The world acting as a catalyst sustains the strength of the yellow metal while readjusting to the US dollar movements. In the US, gold on Comex settled at $1,761.40, making it the 7-year high since October 2012. This move was more in alignment with the US stock exchanges, with both S&P 500 and DJIA plummeting.
Following gold’s jump from the 7-year high of $1,730 on Monday, a slight pullback is seen and expected to go down further to $1,703. Judging from the RSI of the hourly chart, divergence is likely to influence a bearish reversal.
However, this may be a temporary bull strain response. Therefore, a sustained decrease in prices may follow before a surge of above $1,730.
On Monday, the gold plotted a massive bullish outlook, reasserting a stronger wave from the $1,445 during March. In Asia, the USD/JPY was shifting to lows, paving the way for a bullish gold outlook.

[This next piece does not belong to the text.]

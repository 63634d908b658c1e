pub mod generate;
pub mod init;
pub mod list_models;
pub mod validate_template;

According to analysts at TD Securities:
“Looking forward, we continue to see a set-up for a multi-year bull market being cemented, as the market is flooded with monetary and fiscal stimulus, while Fed rates are at the zero bound, which suggests investors will continue to seek gold’s warm embrace as real global rates become entrenched in negative territory,”
This further bolsters the Gold to move in an upward direction in the long run.